- Freitag, 18.05.2012


Do, 10.08.2006

Schwerster Taifun seit 50 Jahren fegt über Chinas Küste hinweg

Chinesen bringen sich in Sicherheit Chinesen erwarten den Taifun Saomai
(Foto: Keystone)

Der schwere Taifun "Saomai" ist über die ostchinesische Küste hinweggefegt. Aus der Provinz Fujian wurden bisher 2 Tote und 12 Vermisste gemeldet. Mehr als 80 Menschen wurden verletzt und 1,5 Millionen aus ihren Häusern vertrieben.

Nach ersten Berichten wurden allein im schwer betroffenen Kreis Cangnan in der Provinz Zhejiang mehr als 1000 Häuser zerstört sowie Strom- und Kommunikationsverbindungen unterbrochen.

Der Wirbelsturm hatte über Nacht plötzlich an Stärke gewonnen. Mit Windgeschwindigkeiten von mehr als 216 Stundenkilometern traf "Saomai" am Nachmittag (Ortszeit) südlich von Schanghai auf Festland und zog mit heftigen Regenfällen über den Südosten Chinas hinweg.

Es sei der "stärkste Taifun in der Region seit 50 Jahren", sagte der kommunistische Parteichef der betroffenen Provinz Zhejiang, Xi Jinping.

Fernsehbilder zeigten, wie riesige Wellen die Küste trafen. In der Provinz Zhejiang wurden bedrohte Gebieten mit rund 999 000 Menschen evakuiert, in der Nachbarprovinz Fujian brachten sich 570 000 Bewohner in Sicherheit.

In Zhejiang und Fujian kehrten vor dem Eintreffen des Sturms mehr als 44 000 Schiffe in die Häfen zurück. Mehrere Schiffe kenterten indes auf See.

"Saomai" Er ist bereits der achte Taifun in China in diesem Jahr. Er folgt dem Taifun "Prapiroon", der am vergangenen Wochenende in Südostchina 80 Menschen in den Tod riss.

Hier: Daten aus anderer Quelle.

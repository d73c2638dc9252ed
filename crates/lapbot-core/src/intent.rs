//! Question intent classifier.
//!
//! Each customer question is cleaned up by the model, tagged with zero or
//! more intents from [`INTENTS`] and marked as kept or dropped. The result
//! is one row per question; resume is keyed on the original question text.

use std::path::Path;

use serde_json::Value;

use crate::error::AppError;
use crate::json::parse_llm_json;
use crate::models::{GenerationOptions, LlmRequest};
use crate::pipeline::EnrichTask;
use crate::table::{Record, ToRecord, read_table};

/// One entry of the intent catalog.
#[derive(Debug, Clone, Copy, PartialEq, Eq)]
pub struct Intent {
    pub id: i64,
    pub name: &'static str,
    pub description: &'static str,
    pub keywords: &'static [&'static str],
}

pub const OTHER_INTENT_ID: i64 = -1;

pub const INTENTS: [Intent; 4] = [
    Intent {
        id: 0,
        name: "recommend_budget",
        description: "Recommendation within a price range",
        keywords: &["tầm giá", "ngân sách", "triệu", "dưới", "khoảng"],
    },
    Intent {
        id: 1,
        name: "recommend_usage",
        description: "Recommendation for a use case",
        keywords: &["học tập", "văn phòng", "chơi game", "đồ họa", "lập trình"],
    },
    Intent {
        id: 2,
        name: "tech_detail",
        description: "Question about technical specifications",
        keywords: &["cpu", "ram", "ssd", "màn hình", "pin", "card rời"],
    },
    Intent {
        id: OTHER_INTENT_ID,
        name: "other",
        description: "Not a what/which/yes-no question, or unrelated to the intents above",
        keywords: &[],
    },
];

/// Catalog name for an intent id.
pub fn intent_name(id: i64) -> Option<&'static str> {
    INTENTS.iter().find(|i| i.id == id).map(|i| i.name)
}

/// Default input column holding the question text.
pub const DEFAULT_QUESTION_COLUMN: &str = "content";

pub const MALFORMED_MARKER: &str = "ERROR_LLM_RESPONSE_MALFORMED";
pub const RETURNED_NONE_MARKER: &str = "ERROR_PROCESSING_RETURNED_NONE";
pub const EXCEPTION_MARKER: &str = "ERROR_PROCESSING_EXCEPTION";

const REQUIRED_KEYS: [&str; 4] = [
    "original_question",
    "keep_question",
    "corrected_question",
    "assigned_intent_id",
];

/// One classified question.
#[derive(Debug, Clone, PartialEq)]
pub struct IntentRecord {
    pub original_question: String,
    pub keep_question: i64,
    pub corrected_question: Option<String>,
    pub assigned_intent_id: Vec<i64>,
    pub assigned_intent_name: Vec<String>,
}

impl IntentRecord {
    pub const COLUMNS: [&'static str; 5] = [
        "original_question",
        "keep_question",
        "corrected_question",
        "assigned_intent_id",
        "assigned_intent_name",
    ];

    /// Row written when no usable answer was obtained.
    pub fn fallback(question: &str, marker: &str) -> Self {
        Self {
            original_question: question.to_string(),
            keep_question: 0,
            corrected_question: Some(marker.to_string()),
            assigned_intent_id: vec![OTHER_INTENT_ID],
            assigned_intent_name: vec!["other".to_string()],
        }
    }
}

impl ToRecord for IntentRecord {
    fn to_record(&self) -> Record {
        let mut record = Record::new();
        record.insert("original_question".into(), self.original_question.clone());
        record.insert("keep_question".into(), self.keep_question.to_string());
        record.insert(
            "corrected_question".into(),
            self.corrected_question.clone().unwrap_or_default(),
        );
        record.insert(
            "assigned_intent_id".into(),
            Value::from(self.assigned_intent_id.clone()).to_string(),
        );
        record.insert(
            "assigned_intent_name".into(),
            Value::from(self.assigned_intent_name.clone()).to_string(),
        );
        record
    }
}

/// Questions from `column` of the input file, in file order. Empty cells
/// become empty strings so the pipeline can count them.
pub fn load_questions(path: &Path, column: &str) -> Result<Vec<String>, AppError> {
    let table = read_table(path)?;
    let idx = table
        .column_index(column)
        .ok_or_else(|| AppError::MissingColumn(column.to_string()))?;
    Ok(table
        .rows
        .into_iter()
        .map(|mut row| row.get_mut(idx).and_then(Option::take).unwrap_or_default())
        .collect())
}

fn coerce_keep(value: &Value) -> i64 {
    match value {
        Value::Number(n) => n.as_i64().unwrap_or(0),
        Value::Bool(b) => i64::from(*b),
        Value::String(s) => s.trim().parse().unwrap_or(0),
        _ => 0,
    }
}

/// `[n, ...]` is kept as is, a bare integer is wrapped, anything else falls
/// back to `[-1]` for dropped questions and `[]` for kept ones.
fn coerce_intent_ids(value: &Value, keep: i64) -> Vec<i64> {
    match value {
        Value::Null => Vec::new(),
        Value::Array(items) => items.iter().filter_map(Value::as_i64).collect(),
        Value::Number(n) => match n.as_i64() {
            Some(id) => vec![id],
            None if keep == 0 => vec![OTHER_INTENT_ID],
            None => Vec::new(),
        },
        _ if keep == 0 => vec![OTHER_INTENT_ID],
        _ => Vec::new(),
    }
}

/// Classifies questions into [`INTENTS`].
#[derive(Debug, Clone)]
pub struct IntentTask {
    options: GenerationOptions,
}

impl Default for IntentTask {
    fn default() -> Self {
        Self {
            options: GenerationOptions::deterministic(),
        }
    }
}

impl IntentTask {
    pub fn new() -> Self {
        Self::default()
    }

    pub fn with_options(mut self, options: GenerationOptions) -> Self {
        self.options = options;
        self
    }

    fn system_prompt() -> String {
        let catalog = INTENTS
            .iter()
            .map(|intent| {
                if intent.keywords.is_empty() {
                    format!("- {} ({}): {}", intent.id, intent.name, intent.description)
                } else {
                    format!(
                        "- {} ({}): {}. Typical words: {}",
                        intent.id,
                        intent.name,
                        intent.description,
                        intent.keywords.join(", ")
                    )
                }
            })
            .collect::<Vec<_>>()
            .join("\n");

        format!(
            "You review Vietnamese customer questions about laptops.\n\
             Keep a question (keep_question = 1) only if it is a what, which or yes/no \
             question matching at least one intent below; otherwise keep_question = 0 and \
             the intent list is [{other}].\n\
             Rewrite kept questions without greetings, typos or filler words.\n\
             Intents:\n{catalog}\n\
             Reply with a JSON object: {{\"original_question\": string, \"keep_question\": 0 or 1, \
             \"corrected_question\": string or null, \"assigned_intent_id\": list of ids}}.",
            other = OTHER_INTENT_ID,
            catalog = catalog
        )
    }
}

impl EnrichTask for IntentTask {
    type Input = String;
    type Output = IntentRecord;

    fn name(&self) -> &'static str {
        "intent"
    }

    fn key(&self, input: &String) -> String {
        input.clone()
    }

    fn build_request(&self, input: &String) -> LlmRequest {
        LlmRequest::new(format!("Question: \"{}\"", input))
            .with_system(Self::system_prompt())
            .with_options(self.options.clone())
    }

    fn parse(&self, input: &String, raw: &str) -> Result<IntentRecord, AppError> {
        let value = parse_llm_json(raw)?;
        let Some(object) = value.as_object() else {
            return Err(AppError::MalformedResponse(
                "expected a JSON object".to_string(),
            ));
        };

        let missing: Vec<&str> = REQUIRED_KEYS
            .iter()
            .copied()
            .filter(|key| !object.contains_key(*key))
            .collect();
        if !missing.is_empty() {
            return Err(AppError::MalformedResponse(format!(
                "missing keys: {}",
                missing.join(", ")
            )));
        }

        let keep_question = coerce_keep(&object["keep_question"]);
        let assigned_intent_id = coerce_intent_ids(&object["assigned_intent_id"], keep_question);
        let assigned_intent_name = assigned_intent_id
            .iter()
            .filter_map(|id| intent_name(*id))
            .map(str::to_string)
            .collect();

        if object["original_question"].as_str() != Some(input.as_str()) {
            tracing::debug!(question = input.as_str(), "Model altered original_question");
        }

        Ok(IntentRecord {
            original_question: input.clone(),
            keep_question,
            corrected_question: object["corrected_question"].as_str().map(str::to_string),
            assigned_intent_id,
            assigned_intent_name,
        })
    }

    fn fallback(&self, input: &String, error: &AppError) -> Option<IntentRecord> {
        // Exhausted or refused calls produced no answer at all
        let marker = match error {
            AppError::MalformedResponse(_) => MALFORMED_MARKER,
            AppError::SerializationError(_) => RETURNED_NONE_MARKER,
            e if e.is_call_failure() => RETURNED_NONE_MARKER,
            _ => EXCEPTION_MARKER,
        };
        Some(IntentRecord::fallback(input, marker))
    }
}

Unmittelbar hinter "Saomai" nähert sich bereits "Bopha" als neunter Tropensturm oder Taifun der chinesischen Küste. Sollte er sich "Saomai" weiter nähern, könnten sich die Stürme in ihrer Heftigkeit gegenseitig verstärken, warnten Meteorologen.

Bei Unwettern starben oder verschwanden in China in diesem Jahr bereits mehr als 2000 Menschen, wie das chinesische Rote Kreuz mitteilte.

Fünf Millionen Wohnhäuser und 32 Millionen Hektar Agrarland seien zerstört worden. Die Staatsagentur Xinhua sprach von einem "schrecklichen Jahr".